Task details:
In the listing below, find each line that holds "crates" and list it.
==========
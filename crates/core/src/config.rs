use std::fs;
use std::path::{Path, PathBuf};
use std::sync::Arc;
use std::time::Duration;

use anyhow::{anyhow, Context, Result};
use serde::{Deserialize, Serialize};

use crate::cloud::{BlockStorage, ObjectStorage};
use crate::dispatch::{DispatchOptions, DEFAULT_QUEUE_CAPACITY, DEFAULT_WORKERS};
use crate::engine::ScanEngine;
use crate::host::HostOps;
use crate::model::{HostIdentity, MAX_CHUNK_SIZE};
use crate::poll::PollPolicy;

#[derive(Debug, Clone, Serialize, Deserialize, PartialEq)]
#[serde(default)]
pub struct PollSettings {
    pub snapshot: PollPolicy,
    pub volume: PollPolicy,
    pub attach: PollPolicy,
    pub detach: PollPolicy,
}

impl Default for PollSettings {
    fn default() -> Self {
        Self {
            snapshot: PollPolicy::new(Duration::from_secs(10), Some(2160)),
            volume: PollPolicy::new(Duration::from_secs(10), Some(180)),
            attach: PollPolicy::new(Duration::from_secs(5), Some(120)),
            detach: PollPolicy::new(Duration::from_secs(10), Some(180)),
        }
    }
}

impl PollSettings {
    /// Zero delay everywhere; used by tests.
    pub fn immediate(max_attempts: u32) -> Self {
        let policy = PollPolicy::immediate(max_attempts);
        Self {
            snapshot: policy,
            volume: policy,
            attach: policy,
            detach: policy,
        }
    }

    /// Drops every attempt ceiling and waits on cloud state indefinitely.
    pub fn without_ceiling(mut self) -> Self {
        for policy in [
            &mut self.snapshot,
            &mut self.volume,
            &mut self.attach,
            &mut self.detach,
        ] {
            policy.max_attempts = None;
        }
        self
    }
}

#[derive(Debug, Clone, Serialize, Deserialize, PartialEq)]
#[serde(default)]
pub struct ScanSettings {
    pub signatures_dir: PathBuf,
    pub mount_dir: PathBuf,
    pub device_dir: PathBuf,
    /// Device slot requested when attaching the ephemeral volume.
    pub device_slot: String,
    pub filesystem: String,
    pub workers: usize,
    pub queue_capacity: usize,
    pub chunk_size: u64,
    pub engine_overlap: usize,
    #[serde(with = "crate::poll::millis")]
    pub unmount_settle: Duration,
    pub snapshot_description: String,
    pub volume_type: String,
    pub volume_iops: Option<i32>,
    pub excludes: Vec<String>,
    pub record_digests: bool,
    pub poll: PollSettings,
}

impl Default for ScanSettings {
    fn default() -> Self {
        Self {
            signatures_dir: PathBuf::from("./rules"),
            mount_dir: PathBuf::from("./snapshot"),
            device_dir: PathBuf::from("/dev"),
            device_slot: "/dev/sda2".to_string(),
            filesystem: "ext4".to_string(),
            workers: DEFAULT_WORKERS,
            queue_capacity: DEFAULT_QUEUE_CAPACITY,
            chunk_size: MAX_CHUNK_SIZE,
            engine_overlap: crate::signatures::DEFAULT_OVERLAP,
            unmount_settle: Duration::from_secs(1),
            snapshot_description: "coldscan temporary snapshot of".to_string(),
            volume_type: "gp3".to_string(),
            volume_iops: Some(6000),
            excludes: Vec::new(),
            record_digests: true,
            poll: PollSettings::default(),
        }
    }
}

impl ScanSettings {
    pub fn load(path: &Path) -> Result<Self> {
        let data = fs::read_to_string(path)
            .with_context(|| format!("failed to read {}", path.display()))?;
        let settings: ScanSettings = serde_json::from_str(&data)
            .with_context(|| format!("failed to parse {}", path.display()))?;
        Ok(settings)
    }

    pub fn validate(&self) -> Result<()> {
        if self.workers == 0 {
            return Err(anyhow!("workers must be greater than zero"));
        }
        if self.queue_capacity == 0 {
            return Err(anyhow!("queue_capacity must be greater than zero"));
        }
        if self.chunk_size == 0 || self.chunk_size > MAX_CHUNK_SIZE {
            return Err(anyhow!(
                "chunk_size must be between 1 and {MAX_CHUNK_SIZE} bytes"
            ));
        }
        for (phase, policy) in [
            ("snapshot", &self.poll.snapshot),
            ("volume", &self.poll.volume),
            ("attach", &self.poll.attach),
            ("detach", &self.poll.detach),
        ] {
            if policy.max_attempts == Some(0) {
                return Err(anyhow!("{phase} poll max_attempts must be greater than zero"));
            }
        }
        Ok(())
    }

    pub fn dispatch_options(&self) -> DispatchOptions {
        DispatchOptions {
            workers: self.workers,
            queue_capacity: self.queue_capacity,
            record_digests: self.record_digests,
        }
    }

    pub fn snapshot_description_for(&self, volume_id: &str) -> String {
        format!("{} {}", self.snapshot_description, volume_id)
    }
}

/// Everything a run needs, built once at startup and passed by reference.
#[derive(Clone)]
pub struct ScanContext {
    pub block_storage: Arc<dyn BlockStorage>,
    pub object_storage: Arc<dyn ObjectStorage>,
    pub host: Arc<dyn HostOps>,
    pub engine: Arc<dyn ScanEngine>,
    pub identity: HostIdentity,
    pub settings: ScanSettings,
}
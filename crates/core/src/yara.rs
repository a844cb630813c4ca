//! YARA rule sets, compiled and evaluated by `yara-x`.
//!
//! Local files are scanned whole. Remote subjects are buffered up to
//! [`WHOLE_SUBJECT_LIMIT`] so conditions such as `filesize` or
//! `uint16(0) == 0x5A4D` see the real object; larger objects are scanned in
//! overlapping windows and their conditions are evaluated per window.

use std::fs;
use std::path::Path;

use anyhow::{anyhow, Context, Result};
use tracing::{debug, info, warn};
use yara_x::{Compiler, Rules, Scanner};

use crate::engine::{ChunkSource, ScanEngine};
use crate::error::{ScanError, ScanErrorKind};
use crate::model::RuleMatch;
use crate::signatures::{files_with_extensions, namespace_for, DEFAULT_OVERLAP};

pub const YARA_EXTENSIONS: [&str; 2] = ["yar", "yara"];
pub const WHOLE_SUBJECT_LIMIT: usize = 16 * 1024 * 1024;

pub struct YaraEngine {
    rules: Rules,
    names: Vec<String>,
    whole_subject_limit: usize,
    overlap: usize,
}

impl YaraEngine {
    /// Compiles every `*.yar`/`*.yara` file under `dir`, each in a namespace
    /// named after its relative path. Files that fail to compile are logged
    /// and skipped; zero usable rules is an error.
    pub fn load_dir(dir: &Path) -> Result<Self> {
        let mut compiler = Compiler::new();
        for path in files_with_extensions(dir, &YARA_EXTENSIONS) {
            info!("loading yara rules from {:?}", path);
            let text = fs::read_to_string(&path)
                .with_context(|| format!("error opening yara rules from {}", path.display()))?;
            compiler.new_namespace(&namespace_for(dir, &path));
            if let Err(err) = compiler.add_source(text.as_str()) {
                warn!("error compiling yara rules from {:?}: {}", path, err);
            }
        }

        let engine = Self::from_rules(compiler.build());
        if engine.names.is_empty() {
            return Err(anyhow!(
                "no rules to scan files with; place signatures in {}/*.yar",
                dir.display()
            ));
        }
        Ok(engine)
    }

    /// Compiles `(namespace, source)` pairs, skipping sources that fail.
    pub fn from_sources<'a>(sources: impl IntoIterator<Item = (&'a str, &'a str)>) -> Self {
        let mut compiler = Compiler::new();
        for (namespace, text) in sources {
            compiler.new_namespace(namespace);
            if let Err(err) = compiler.add_source(text) {
                warn!("error compiling yara rules from {namespace:?}: {err}");
            }
        }
        Self::from_rules(compiler.build())
    }

    fn from_rules(rules: Rules) -> Self {
        let names = rules
            .iter()
            .map(|rule| format!("{}:{}", rule.namespace(), rule.identifier()))
            .collect();
        Self {
            rules,
            names,
            whole_subject_limit: WHOLE_SUBJECT_LIMIT,
            overlap: DEFAULT_OVERLAP,
        }
    }

    pub fn with_overlap(mut self, overlap: usize) -> Self {
        self.overlap = overlap;
        self
    }

    pub fn with_whole_subject_limit(mut self, limit: usize) -> Self {
        self.whole_subject_limit = limit.max(1);
        self
    }
}

fn engine_error(err: yara_x::ScanError) -> ScanError {
    ScanError::new(ScanErrorKind::Engine, err.to_string())
}

fn scan_into(
    scanner: &mut Scanner<'_>,
    data: &[u8],
    found: &mut Vec<RuleMatch>,
) -> Result<(), ScanError> {
    let results = scanner.scan(data).map_err(engine_error)?;
    found.extend(
        results
            .matching_rules()
            .map(|rule| RuleMatch::new(rule.identifier(), rule.namespace())),
    );
    Ok(())
}

fn deduplicated(mut found: Vec<RuleMatch>) -> Vec<RuleMatch> {
    found.sort();
    found.dedup();
    found
}

impl ScanEngine for YaraEngine {
    fn scan_file(&self, path: &Path) -> Result<Vec<RuleMatch>, ScanError> {
        let metadata = fs::metadata(path).map_err(|err| ScanError::from_local_io(&err))?;
        if !metadata.is_file() {
            return Err(ScanError::new(
                ScanErrorKind::Unmappable,
                format!("{} is not a regular file", path.display()),
            ));
        }

        let mut scanner = Scanner::new(&self.rules);
        let results = scanner.scan_file(path).map_err(engine_error)?;
        Ok(deduplicated(
            results
                .matching_rules()
                .map(|rule| RuleMatch::new(rule.identifier(), rule.namespace()))
                .collect(),
        ))
    }

    fn scan_chunks(&self, source: &mut dyn ChunkSource) -> Result<Vec<RuleMatch>, ScanError> {
        let mut scanner = Scanner::new(&self.rules);
        let mut found = Vec::new();
        let mut buffer: Vec<u8> = Vec::new();
        let mut pending = false;
        let mut windowed = false;

        let mut next = source.first();
        while let Some(chunk) = next {
            let length = usize::try_from(chunk.length).map_err(|_| {
                ScanError::new(ScanErrorKind::Engine, "chunk larger than address space")
            })?;
            let start = buffer.len();
            buffer.resize(start + length, 0);
            source.fetch(chunk, &mut buffer[start..]);
            if source.failed() {
                return Ok(deduplicated(found));
            }
            pending = true;

            if buffer.len() > self.whole_subject_limit {
                if !windowed {
                    debug!(
                        "{} is larger than {} bytes, scanning it in windows",
                        source.label(),
                        self.whole_subject_limit
                    );
                    windowed = true;
                }
                scan_into(&mut scanner, &buffer, &mut found)?;
                let keep = self.overlap.min(buffer.len());
                buffer.drain(..buffer.len() - keep);
                pending = false;
            }
            next = source.next();
        }

        if pending {
            scan_into(&mut scanner, &buffer, &mut found)?;
        }
        Ok(deduplicated(found))
    }

    fn rule_count(&self) -> usize {
        self.names.len()
    }

    fn rule_names(&self) -> Vec<String> {
        self.names.clone()
    }
}
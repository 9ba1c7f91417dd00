//! Floating cart button.

use askama::Template;
use askama_web::WebTemplate;

use super::badge_label;
use crate::middleware::CartContext;

/// Round button showing the cart count; renders nothing for an empty cart.
#[derive(Debug, Clone, Template, WebTemplate)]
#[template(path = "components/floating_cart.html")]
pub struct FloatingCart {
    pub count: u32,
    pub label: String,
    pub open_href: &'static str,
}

impl FloatingCart {
    #[must_use]
    pub fn new(cart: &CartContext) -> Self {
        let count = cart.total_items();
        Self {
            count,
            label: badge_label(count),
            open_href: cart.open_cart_href(),
        }
    }
}
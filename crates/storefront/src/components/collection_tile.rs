//! Collection tile.

use askama::Template;
use solestyle_core::{Collection, CollectionId};

/// Card for one collection with a "View products" action.
#[derive(Debug, Clone, Template)]
#[template(path = "components/collection_tile.html")]
pub struct CollectionTile {
    pub id: String,
    pub name: String,
    pub description: Option<String>,
    pub image: Option<String>,
    pub featured: bool,
    /// Target of the "View products" control.
    pub href: String,
}

impl CollectionTile {
    /// Build a tile; `on_view` turns the collection id into the action target.
    #[must_use]
    pub fn new(collection: &Collection, on_view: impl Fn(&CollectionId) -> String) -> Self {
        Self {
            id: collection.id.to_string(),
            name: collection.name.clone(),
            description: collection.description_text().map(String::from),
            image: collection.image_url().map(String::from),
            featured: collection.featured,
            href: on_view(&collection.id),
        }
    }
}

#[cfg(test)]
#[allow(clippy::unwrap_used)]
mod tests {
    use super::*;

    fn collection(image: Option<&str>) -> Collection {
        Collection {
            id: CollectionId::new("running"),
            name: "Running".to_string(),
            description: Some("  ".to_string()),
            image: image.map(String::from),
            featured: true,
        }
    }

    #[test]
    fn test_missing_image_renders_placeholder() {
        let html = CollectionTile::new(&collection(None), |id| format!("/c/{id}"))
            .render()
            .unwrap();
        assert!(!html.contains("<img"));
        assert!(html.contains("collection-tile__placeholder"));
    }

    #[test]
    fn test_blank_image_renders_placeholder() {
        let html = CollectionTile::new(&collection(Some(" ")), |id| format!("/c/{id}"))
            .render()
            .unwrap();
        assert!(!html.contains("<img"));
    }

    #[test]
    fn test_image_featured_badge_and_action() {
        let tile = CollectionTile::new(
            &collection(Some("https://cdn.example/running.jpg")),
            |id| format!("/?collection={id}"),
        );
        assert!(tile.description.is_none());
        let html = tile.render().unwrap();
        assert!(html.contains(r#"src="https://cdn.example/running.jpg""#));
        assert!(html.contains("Featured"));
        assert!(html.contains(r#"href="/?collection=running""#));
        assert!(html.contains("View products"));
    }

    #[test]
    fn test_action_called_once_with_collection_id() {
        let calls = std::cell::RefCell::new(Vec::new());
        let _ = CollectionTile::new(&collection(None), |id| {
            calls.borrow_mut().push(id.clone());
            String::new()
        });
        assert_eq!(calls.into_inner(), vec![CollectionId::new("running")]);
    }
}
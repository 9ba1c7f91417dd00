//! HTTP middleware stack for storefront.
//!
//! # Middleware Order (bottom to top in Router)
//!
//! 1. Sentry layer (capture errors)
//! 2. `TraceLayer` (request tracing)
//! 3. Request ID (add unique ID to each request)
//! 4. Session layer (tower-sessions with in-memory store)
//!
//! [`CartContext`] is an extractor rather than a layer: handlers that render
//! cart state ask for it explicitly.

pub mod cart_context;
pub mod request_id;
pub mod session;

pub use cart_context::{CartContext, load_cart, save_cart};
pub use request_id::{REQUEST_ID_HEADER, request_id_middleware};
pub use session::create_session_layer;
==========
Finished exercise:
filename crates/core/src/config.rs
filename crates/core/src/yara.rs
filename crates/storefront/src/components/collection_tile.rs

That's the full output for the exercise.